Pimachiowin Aki is 33,400 square kilometres – almost half the size of New Brunswick. It is a large stretch of relatively untouched boreal forest and home to five First Nations that continue to practise traditional land use.

The Manitoba government has committed $10-million toward a trust fund for the project, which is governed by a non-profit agency that includes representatives from aboriginal communities. The province has spent another $4.5-million over the last decade. Ontario has contributed $850,000 to date.

The reworking of the bid is being funded in part by $234,000 the Manitoba government set aside in last spring's budget, Mr. Mackintosh said.
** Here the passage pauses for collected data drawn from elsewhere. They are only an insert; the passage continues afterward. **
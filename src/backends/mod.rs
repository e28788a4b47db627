//! The default backends registered by `BackendRegistry::with_defaults`.

mod npy;
mod raw_buffer;
mod record;
mod text;

pub use npy::NpyBackend;
pub use raw_buffer::RawBufferBackend;
pub use record::JsonBackend;
pub use text::TextBackend;

use crate::error::FdfError;
use crate::types::FdfValue;

fn unexpected(descriptor: &str, expected: &'static str, found: &FdfValue) -> FdfError {
    FdfError::UnexpectedValue {
        descriptor: descriptor.to_string(),
        expected,
        found: found.kind(),
    }
}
UNESCO recognizes more than 900 places around the globe as world heritage sites – everything from the Great Barrier Reef in Australia to the historic fishing town of Lunenburg, N.S. Most are recognized for either environmental qualities or cultural history.

The Pimachiowin Aki bid is a hybrid of natural and cultural aspects, and focuses on how the region's residents continue their traditional ties to the land.

UNESCO's hesitation last June was due in part to there being other areas in the world with similar aboriginal land use and to the existence of other forested areas that have been protected. The heritage committee asked Canada to provide more information that might demonstrate what makes Pimachiowin Aki unique, or in UNESCO terminology, "of outstanding universal value."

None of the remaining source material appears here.